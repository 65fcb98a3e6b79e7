use std::collections::HashSet;

use futures::future::join_all;
use parking_lot::Mutex;
use tokio::sync::{watch, Mutex as AsyncMutex};

use crate::{
    config::SubscriptionConfig,
    coverage::multi_level_coverage_geohashes,
    error::AppError,
    gateways::{
        clock::{Clock, SystemClock},
        topic::{self, TopicGateway},
    },
    usecases::{needs_subscription_update, plan_subscription_changes, SubscriptionChanges},
    GeoCoordinate, Geohash, LocationSample, SubscriptionInfo, SubscriptionStatus, Timestamp,
    Topic,
};

#[derive(Debug, Clone, Copy)]
struct LastUpdate {
    pos: GeoCoordinate,
    at: Timestamp,
}

/// Keeps this device subscribed to the topics of all geohash
/// cells around its most recent location.
///
/// Update cycles and cleanup are serialized. The committed cell set
/// and status can be observed through [`watch`] receivers.
pub struct SubscriptionManager<G, C = SystemClock> {
    topic_gw: G,
    clock: C,
    config: SubscriptionConfig,
    update_lock: AsyncMutex<()>,
    cells: watch::Sender<HashSet<Geohash>>,
    status: watch::Sender<SubscriptionStatus>,
    last_update: Mutex<Option<LastUpdate>>,
    // Bumped by cleanup to abandon an in-flight update cycle.
    session: watch::Sender<u64>,
}

impl<G> SubscriptionManager<G, SystemClock>
where
    G: TopicGateway + Send + Sync,
{
    pub fn new(topic_gw: G, config: SubscriptionConfig) -> Self {
        Self::with_clock(topic_gw, SystemClock, config)
    }
}

impl<G, C> SubscriptionManager<G, C>
where
    G: TopicGateway + Send + Sync,
    C: Clock + Send + Sync,
{
    pub fn with_clock(topic_gw: G, clock: C, config: SubscriptionConfig) -> Self {
        let (cells, _) = watch::channel(HashSet::new());
        let (status, _) = watch::channel(SubscriptionStatus::Idle);
        let (session, _) = watch::channel(0);
        Self {
            topic_gw,
            clock,
            config,
            update_lock: AsyncMutex::new(()),
            cells,
            status,
            last_update: Mutex::new(None),
            session,
        }
    }

    pub fn config(&self) -> &SubscriptionConfig {
        &self.config
    }

    pub fn watch_cells(&self) -> watch::Receiver<HashSet<Geohash>> {
        self.cells.subscribe()
    }

    pub fn watch_status(&self) -> watch::Receiver<SubscriptionStatus> {
        self.status.subscribe()
    }

    pub fn current_cells(&self) -> HashSet<Geohash> {
        self.cells.borrow().clone()
    }

    pub fn status(&self) -> SubscriptionStatus {
        *self.status.borrow()
    }

    pub fn last_location(&self) -> Option<GeoCoordinate> {
        self.last_update.lock().map(|last| last.pos)
    }

    pub fn info(&self) -> SubscriptionInfo {
        let last_update = *self.last_update.lock();
        SubscriptionInfo {
            total_topics: self.cells.borrow().len(),
            precision_levels: self.config.precision_levels().to_vec(),
            max_radius: self.config.max_radius(),
            last_location: last_update.map(|last| last.pos),
            last_updated_at: last_update.map(|last| last.at),
            status: self.status(),
        }
    }

    /// Subscribe to the cells around the sampled location.
    ///
    /// Samples that are not user provided or too close to the last
    /// subscribed location are ignored. Failing to unsubscribe from a
    /// cell that is no longer needed is tolerated, failing to subscribe
    /// to a new cell is not: the status switches to
    /// [`SubscriptionStatus::Error`] and the current cells are kept.
    pub async fn update_location_subscriptions(
        &self,
        sample: &LocationSample,
    ) -> crate::Result<()> {
        let _guard = self.update_lock.lock().await;

        let mut session_rx = self.session.subscribe();
        let session = *session_rx.borrow_and_update();

        if !needs_subscription_update(
            self.last_location(),
            sample,
            self.config.movement_threshold(),
        ) {
            log::debug!("Location change too small, skipping subscription update");
            return Ok(());
        }

        self.status.send_replace(SubscriptionStatus::Updating);

        let next_cells = match multi_level_coverage_geohashes(
            sample.pos,
            self.config.max_radius().to_meters(),
            self.config.precision_levels(),
        ) {
            Ok(cells) => cells,
            Err(err) => {
                self.status.send_replace(SubscriptionStatus::Error);
                return Err(err.into());
            }
        };
        log::debug!(
            "Calculated {} geohashes for location {}",
            next_cells.len(),
            sample.pos
        );

        let changes = plan_subscription_changes(&self.cells.borrow(), &next_cells);

        let applied = tokio::select! {
            applied = self.apply_changes(&changes) => applied,
            _ = session_rx.changed() => {
                log::info!("Subscription update for location {} abandoned", sample.pos);
                return Err(AppError::Cancelled);
            }
        };
        if let Err(failed) = applied {
            self.status.send_replace(SubscriptionStatus::Error);
            log::error!(
                "Failed to subscribe to {} of {} new topics",
                failed.len(),
                changes.to_subscribe.len()
            );
            return Err(AppError::Subscription { failed });
        }
        if *self.session.borrow() != session {
            return Err(AppError::Cancelled);
        }

        let total = next_cells.len();
        self.cells.send_replace(next_cells);
        *self.last_update.lock() = Some(LastUpdate {
            pos: sample.pos,
            at: self.clock.now(),
        });
        self.status.send_replace(SubscriptionStatus::Subscribed);
        log::info!(
            "Updated location subscriptions: {total} geohashes (+{} -{})",
            changes.to_subscribe.len(),
            changes.to_unsubscribe.len()
        );
        Ok(())
    }

    /// Unsubscribe from all cells and reset to [`SubscriptionStatus::Idle`].
    ///
    /// An update cycle in flight is abandoned without committing.
    /// Unsubscribe failures are only logged.
    pub async fn cleanup(&self) {
        self.session.send_modify(|session| *session += 1);
        let _guard = self.update_lock.lock().await;

        let cells: Vec<_> = self.cells.borrow().iter().cloned().collect();
        self.unsubscribe_all(&cells).await;

        self.cells.send_replace(HashSet::new());
        *self.last_update.lock() = None;
        self.status.send_replace(SubscriptionStatus::Idle);
        log::info!("Cleaned up {} geohash subscriptions", cells.len());
    }

    async fn apply_changes(
        &self,
        changes: &SubscriptionChanges,
    ) -> Result<(), Vec<(Topic, topic::Error)>> {
        self.unsubscribe_all(&changes.to_unsubscribe).await;

        let results = join_all(changes.to_subscribe.iter().map(|cell| async move {
            let topic = Topic::for_cell(cell);
            let res = self.topic_gw.subscribe(&topic).await;
            (topic, res)
        }))
        .await;

        let failed: Vec<_> = results
            .into_iter()
            .filter_map(|(topic, res)| match res {
                Ok(()) => {
                    log::debug!("Subscribed to topic: {topic}");
                    None
                }
                Err(err) => {
                    log::warn!("Failed to subscribe to topic {topic}: {err}");
                    Some((topic, err))
                }
            })
            .collect();
        if failed.is_empty() {
            Ok(())
        } else {
            Err(failed)
        }
    }

    async fn unsubscribe_all(&self, cells: &[Geohash]) {
        let results = join_all(cells.iter().map(|cell| async move {
            let topic = Topic::for_cell(cell);
            let res = self.topic_gw.unsubscribe(&topic).await;
            (topic, res)
        }))
        .await;
        for (topic, res) in results {
            match res {
                Ok(()) => log::debug!("Unsubscribed from topic: {topic}"),
                Err(err) => log::warn!("Failed to unsubscribe from topic {topic}: {err}"),
            }
        }
    }
}
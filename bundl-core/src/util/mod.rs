pub mod geo;
pub mod geohash;
use async_trait::async_trait;
use bundl_entities::topic::Topic;
use std::sync::Arc;
use thiserror::Error;

#[derive(Debug, Error)]
pub enum Error {
    #[error("The topic service rejected the request ({status}): {message}")]
    Rejected { status: u16, message: String },
    #[error("The topic service is unreachable: {0}")]
    Transport(String),
    #[error(transparent)]
    Other(#[from] anyhow::Error),
}

/// A pub/sub service that delivers messages of a topic to this device.
///
/// Each call may fail independently of all others.
#[async_trait]
pub trait TopicGateway {
    async fn subscribe(&self, topic: &Topic) -> Result<(), Error>;
    async fn unsubscribe(&self, topic: &Topic) -> Result<(), Error>;
}

#[async_trait]
impl<T> TopicGateway for Arc<T>
where
    T: TopicGateway + Send + Sync + ?Sized,
{
    async fn subscribe(&self, topic: &Topic) -> Result<(), Error> {
        (**self).subscribe(topic).await
    }

    async fn unsubscribe(&self, topic: &Topic) -> Result<(), Error> {
        (**self).unsubscribe(topic).await
    }
}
━━━━━━━━━━━━━━━━
Before answering, count every line of the data that holds the word "Some"; the reply is that number only.

**Written response**
2